Sally hat es natürlich auch geschafft und ist sogar noch bis Uhuru gelaufen.

Von Höhenkrankheit kann man bei mir irgendwie nicht reden…nur schneller erschöpft und nicht mehr so belastungsfähig. Von Übelkeit keine Spur…nur die reguläre Schlechtigkeit meiner Person war zu verzeichnen. Das bestätigt es mal wieder: schlechten Menschen geht’s immer gut ☺

Neben dem Tusker war die heiße Dusche nach 6 Tagen ohne fließend Wasser eine wahre Wohltat und auch bitter nötig.

Ich habe meine ersten Chamäleons in freier Wildbahn gesehen!

Mülltechnisch habe ich mich auf dem Berg auf viel Schlimmeres eingestellt. Aber wahrscheinlich liegt es nur an der Low Season und meinem Trauma Dar-es-Salaam.

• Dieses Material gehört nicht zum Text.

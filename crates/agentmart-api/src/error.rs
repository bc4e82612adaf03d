//! Maps domain `AppError` to HTTP responses.

use axum::Json;
use axum::http::StatusCode;
use axum::response::{IntoResponse, Response};
use serde::{Deserialize, Serialize};
use validator::ValidationErrors;

use agentmart_core::error::{AppError, ErrorKind};

/// Standard API error response body.
#[derive(Debug, Clone, Serialize, Deserialize)]
pub struct ApiErrorResponse {
    /// Machine-readable error code.
    pub error: String,
    /// Human-readable message.
    pub message: String,
    /// Optional details.
    #[serde(skip_serializing_if = "Option::is_none")]
    pub details: Option<serde_json::Value>,
}

/// Handler error. Wraps [`AppError`] so it can be rendered by Axum.
#[derive(Debug)]
pub struct ApiError(pub AppError);

/// Result type returned by handlers.
pub type ApiResult<T> = Result<T, ApiError>;

impl ApiError {
    /// Status code and machine-readable code for an error kind.
    pub fn status_of(kind: ErrorKind) -> (StatusCode, &'static str) {
        match kind {
            ErrorKind::Validation => (StatusCode::BAD_REQUEST, "VALIDATION_ERROR"),
            ErrorKind::Authentication => (StatusCode::UNAUTHORIZED, "UNAUTHENTICATED"),
            ErrorKind::Authorization => (StatusCode::FORBIDDEN, "FORBIDDEN"),
            ErrorKind::NotFound => (StatusCode::NOT_FOUND, "NOT_FOUND"),
            ErrorKind::Conflict => (StatusCode::CONFLICT, "CONFLICT"),
            ErrorKind::InvalidState => (StatusCode::CONFLICT, "INVALID_STATE"),
            ErrorKind::Integrity => (StatusCode::INTERNAL_SERVER_ERROR, "INTEGRITY_ERROR"),
            ErrorKind::ServiceUnavailable => {
                (StatusCode::SERVICE_UNAVAILABLE, "SERVICE_UNAVAILABLE")
            }
            ErrorKind::Internal
            | ErrorKind::Database
            | ErrorKind::Configuration
            | ErrorKind::Serialization => (StatusCode::INTERNAL_SERVER_ERROR, "INTERNAL_ERROR"),
        }
    }
}

impl From<AppError> for ApiError {
    fn from(err: AppError) -> Self {
        Self(err)
    }
}

impl From<ValidationErrors> for ApiError {
    fn from(errors: ValidationErrors) -> Self {
        let details = serde_json::to_value(errors.field_errors()).ok();
        let mut err = AppError::validation("Request validation failed");
        if let Some(details) = details {
            err = err.with_details(details);
        }
        Self(err)
    }
}

impl IntoResponse for ApiError {
    fn into_response(self) -> Response {
        let err = self.0;
        let (status, error_code) = Self::status_of(err.kind);

        // Internal details stay in the log.
        let (message, details) = if status.is_server_error() {
            tracing::error!(kind = ?err.kind, error = %err, "Request failed");
            ("Internal server error".to_string(), None)
        } else {
            (err.message, err.details)
        };

        let body = ApiErrorResponse {
            error: error_code.to_string(),
            message,
            details,
        };

        (status, Json(body)).into_response()
    }
}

Ambivalente Gefühle: Einerseits war es eine tolle Tour und das Team hat alles dafür getan, dass es uns gut ging. Wir haben viel Geld für die 6 Tage bezahlt, und für Tanzania ist das Touriziel Kili eine wichtige Einnahmequelle. Dennoch haben die, die richtig schufften mussten – nämlich die Träger - den geringsten Teil davon bekommen. Nach Abzug von Nationalparkgebühren, Übernachtung in den Huts, Essen, Rescue Fee etc. bleibt nicht mehr viel übrig. Und von dem „nicht mehr viel übrig“ bekommen die Porter einen Hungerlohn. Anscheinend gibt es in der Moshi-Region 5.000 Porter. In der Low Season ist wenn man Glück hat maximal ein Aufstieg pro Monat für einen Porter drin. Das heisst 6 Tage unter mäßigen Arbeitsbedingungen schufften, in nicht adäquater Kleidung seine Gesundheit aufs Spiel setzen um seinen Lebensunterhalt zu verdienen. Aber kann man damit wirklich leben? Diese Tatsache gibt mir ganz schön zu denken - auch wenn wir mit einer Porter-freundlichen Agentur los sind. Und mit einem Trinkgeld von knapp 50 USD pro Person versucht man dann sein schlechtes Gewissen freizukaufen.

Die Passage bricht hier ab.